The Bible tells us we are to respect our parents and I don't think that doing the best we can to find a place that will provide for their needs is in any way disrespectful. I also don't think God wants us to ruin our own health in order to take care of others, including our parents.
I cannot begin to imagine how difficult it would be to put a parent into a long term care facility, but I remember how difficult it was for me to acknowlege, more than 10 years ago, that I could no longer provide the level of care at home that my husband's uncle needed. The uncle's health had gradually declined during the first 15 years of our marriage, but like the frog in the hot water, I couldn't see that the time had come for me to step back and acknowlege how sleep deprived I was and how it was affecting me in a negative way. It wasn't until he was moved into the nursing home and seemed to actually like it, that I could look back and see what a physical and mental strain I had been under.

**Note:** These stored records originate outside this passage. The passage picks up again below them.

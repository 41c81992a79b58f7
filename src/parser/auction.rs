//! Auction format detection and time-remaining parsing.

use std::fmt;
use std::sync::LazyLock;

use chrono::{DateTime, TimeDelta, Utc};
use regex::Regex;
use serde::{Deserialize, Serialize};
use tracing::debug;

/// Auctions closing within this many seconds count as "ending soon".
pub const ENDING_SOON_SECS: u64 = 3600;

#[allow(clippy::expect_used)]
static DAYS_PATTERN: LazyLock<Regex> = LazyLock::new(|| {
    Regex::new(r"(\d+)\s*d").expect("days regex is valid") // Static pattern, safe to panic
});

#[allow(clippy::expect_used)]
static HOURS_PATTERN: LazyLock<Regex> = LazyLock::new(|| {
    Regex::new(r"(\d+)\s*h").expect("hours regex is valid") // Static pattern, safe to panic
});

#[allow(clippy::expect_used)]
static MINUTES_PATTERN: LazyLock<Regex> = LazyLock::new(|| {
    Regex::new(r"(\d+)\s*m").expect("minutes regex is valid") // Static pattern, safe to panic
});

#[allow(clippy::expect_used)]
static FIRST_INTEGER: LazyLock<Regex> = LazyLock::new(|| {
    Regex::new(r"\d+").expect("integer regex is valid") // Static pattern, safe to panic
});

/// How a listing is sold.
#[derive(Debug, Clone, Copy, PartialEq, Eq, Hash, Serialize, Deserialize)]
pub enum AuctionType {
    /// Fixed price only.
    BuyItNow,
    /// Bidding only.
    Auction,
    /// Bidding with a Buy It Now option.
    Hybrid,
}

impl AuctionType {
    /// Returns true for formats that take bids.
    #[must_use]
    pub fn takes_bids(self) -> bool {
        matches!(self, Self::Auction | Self::Hybrid)
    }
}

impl fmt::Display for AuctionType {
    fn fmt(&self, f: &mut fmt::Formatter<'_>) -> fmt::Result {
        match self {
            Self::BuyItNow => write!(f, "BuyItNow"),
            Self::Auction => write!(f, "Auction"),
            Self::Hybrid => write!(f, "Hybrid"),
        }
    }
}

/// Remaining time on an auction, anchored to the moment it was parsed.
#[derive(Debug, Clone, PartialEq, Eq, Serialize, Deserialize)]
#[serde(rename_all = "camelCase")]
pub struct AuctionTime {
    /// Text as shown on the page, e.g. `"2d 3h left"`.
    pub time_remaining_text: String,
    /// Days, hours and minutes folded into seconds.
    pub seconds_remaining: u64,
    /// Parse time plus the remaining duration.
    pub estimated_end_time: DateTime<Utc>,
}

impl AuctionTime {
    /// Returns true when fewer than `threshold_secs` seconds remain.
    #[must_use]
    pub fn is_ending_soon(&self, threshold_secs: u64) -> bool {
        self.seconds_remaining < threshold_secs
    }
}

/// Classifies the selling format from the item's bid, time-left and
/// purchase-option fragments.
///
/// A listing showing bids or a countdown is an auction; if it also offers
/// "Buy It Now" it is a hybrid. Everything else is fixed price.
#[must_use]
pub fn detect_auction_type(
    bids: Option<&str>,
    time_left: Option<&str>,
    purchase_options: Option<&str>,
) -> AuctionType {
    let present = |fragment: Option<&str>| fragment.is_some_and(|s| !s.trim().is_empty());
    let takes_bids = present(bids) || present(time_left);
    let buy_now = purchase_options.is_some_and(|s| s.to_lowercase().contains("buy it now"));

    match (takes_bids, buy_now) {
        (true, true) => AuctionType::Hybrid,
        (true, false) => AuctionType::Auction,
        (false, _) => AuctionType::BuyItNow,
    }
}

/// Extracts the bid count from a fragment like `"12 bids"`.
#[must_use]
pub fn parse_bid_count(text: &str) -> Option<u32> {
    FIRST_INTEGER.find(text)?.as_str().parse().ok()
}

/// Parses a time-left fragment relative to the current time.
///
/// See [`parse_auction_time_at`].
#[must_use]
pub fn parse_auction_time(text: &str) -> Option<AuctionTime> {
    parse_auction_time_at(text, Utc::now())
}

/// Parses a time-left fragment such as `"2d 3h left"` relative to `now`.
///
/// Days, hours and minutes are each read by their own pattern and default to
/// zero when missing, so `"45m"` and `"1d 5m left"` both parse. Returns
/// `None` only when the fragment is empty.
///
/// # Examples
///
/// ```
/// use chrono::{TimeZone, Utc};
/// use scout_core::parser::parse_auction_time_at;
///
/// let now = Utc.with_ymd_and_hms(2024, 1, 1, 0, 0, 0).unwrap();
/// let time = parse_auction_time_at("1d 2h 3m left", now).unwrap();
/// assert_eq!(time.seconds_remaining, 86_400 + 7_200 + 180);
/// ```
#[must_use]
pub fn parse_auction_time_at(text: &str, now: DateTime<Utc>) -> Option<AuctionTime> {
    let trimmed = text.trim();
    if trimmed.is_empty() {
        return None;
    }

    let body = strip_left_marker(trimmed);
    let days = component(&DAYS_PATTERN, body);
    let hours = component(&HOURS_PATTERN, body);
    let minutes = component(&MINUTES_PATTERN, body);

    let seconds_remaining = days
        .saturating_mul(86_400)
        .saturating_add(hours.saturating_mul(3_600))
        .saturating_add(minutes.saturating_mul(60));

    let estimated_end_time = i64::try_from(seconds_remaining)
        .ok()
        .and_then(TimeDelta::try_seconds)
        .and_then(|delta| now.checked_add_signed(delta))
        .unwrap_or(DateTime::<Utc>::MAX_UTC);

    debug!(
        raw = %trimmed,
        days,
        hours,
        minutes,
        seconds_remaining,
        "parsed auction time"
    );

    Some(AuctionTime {
        time_remaining_text: trimmed.to_string(),
        seconds_remaining,
        estimated_end_time,
    })
}

/// Drops a trailing "left" (any case) from a time fragment.
fn strip_left_marker(text: &str) -> &str {
    let split = text.len().saturating_sub(4);
    match text.get(split..) {
        Some(tail) if tail.eq_ignore_ascii_case("left") => text[..split].trim_end(),
        _ => text,
    }
}

fn component(pattern: &Regex, text: &str) -> u64 {
    pattern
        .captures(text)
        .and_then(|caps| caps[1].parse().ok())
        .unwrap_or(0)
}

#[cfg(test)]
#[allow(clippy::unwrap_used)]
mod tests {
    use chrono::TimeZone;

    use super::*;

    fn fixed_now() -> DateTime<Utc> {
        Utc.with_ymd_and_hms(2024, 6, 1, 12, 0, 0).unwrap()
    }

    #[test]
    fn test_parse_auction_time_all_components() {
        let time = parse_auction_time_at("2d 3h 15m left", fixed_now()).unwrap();
        assert_eq!(time.seconds_remaining, 2 * 86_400 + 3 * 3_600 + 15 * 60);
        assert_eq!(time.time_remaining_text, "2d 3h 15m left");
        assert_eq!(
            time.estimated_end_time,
            Utc.with_ymd_and_hms(2024, 6, 3, 15, 15, 0).unwrap()
        );
    }

    #[test]
    fn test_parse_auction_time_missing_components_default_to_zero() {
        let time = parse_auction_time_at("45m left", fixed_now()).unwrap();
        assert_eq!(time.seconds_remaining, 45 * 60);

        let time = parse_auction_time_at("1d", fixed_now()).unwrap();
        assert_eq!(time.seconds_remaining, 86_400);
    }

    #[test]
    fn test_parse_auction_time_uppercase_left_marker() {
        let time = parse_auction_time_at("5h LEFT", fixed_now()).unwrap();
        assert_eq!(time.seconds_remaining, 5 * 3_600);
    }

    #[test]
    fn test_parse_auction_time_empty_is_none() {
        assert!(parse_auction_time_at("", fixed_now()).is_none());
        assert!(parse_auction_time_at("   ", fixed_now()).is_none());
    }

    #[test]
    fn test_parse_auction_time_without_components_is_zero() {
        let time = parse_auction_time_at("Ending", fixed_now()).unwrap();
        assert_eq!(time.seconds_remaining, 0);
        assert_eq!(time.estimated_end_time, fixed_now());
    }

    #[test]
    fn test_ending_soon_threshold() {
        let soon = parse_auction_time_at("59m left", fixed_now()).unwrap();
        let later = parse_auction_time_at("1h left", fixed_now()).unwrap();
        assert!(soon.is_ending_soon(ENDING_SOON_SECS));
        assert!(!later.is_ending_soon(ENDING_SOON_SECS));
    }

    #[test]
    fn test_detect_auction_type() {
        assert_eq!(
            detect_auction_type(Some("3 bids"), Some("1d left"), None),
            AuctionType::Auction
        );
        assert_eq!(
            detect_auction_type(Some("0 bids"), None, Some("or Buy It Now")),
            AuctionType::Hybrid
        );
        assert_eq!(
            detect_auction_type(None, None, Some("Buy It Now")),
            AuctionType::BuyItNow
        );
        assert_eq!(detect_auction_type(None, Some("  "), None), AuctionType::BuyItNow);
    }

    #[test]
    fn test_parse_bid_count() {
        assert_eq!(parse_bid_count("12 bids"), Some(12));
        assert_eq!(parse_bid_count("1 bid"), Some(1));
        assert_eq!(parse_bid_count("no bids yet"), None);
    }

    #[test]
    fn test_auction_type_serializes_as_tag() {
        let json = serde_json::to_string(&AuctionType::BuyItNow).unwrap();
        assert_eq!(json, "\"BuyItNow\"");
        assert!(AuctionType::Hybrid.takes_bids());
        assert!(!AuctionType::BuyItNow.takes_bids());
    }
}
//! JSON output: current and dated copies of listings and summaries, plus a
//! metadata index of the dated listing snapshots.

mod error;
mod layout;
mod store;

pub use error::PersistError;
pub use layout::{DEFAULT_OUTPUT_DIR, OutputLayout, historical_relative};
pub use store::{
    ListingsDocument, Metadata, SavedPaths, save_listings, save_summary, update_metadata,
};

Everyone copes with grief in different ways. You have apparently chosen to deal with it yourself, in the privacy of your home, without the love and support of your church family. That is alright. But, I think you will find that your church family loves you dearly and will cry and grieve along with you, if you will just allow them to help you through this very difficult time in your life. You will likely also be surprised by how many of them have had to deal with similar circumstances and understand your pain.
Thank you P&Bs...What you said really struck a chord....I do realize that I have been stretched to the limit for about 4 years...It is just so different... and I feel bad for feeling better... it's all such a jumbled up mess in my head...I have had her with us for eleven years and I guess it's normal too just feel odd....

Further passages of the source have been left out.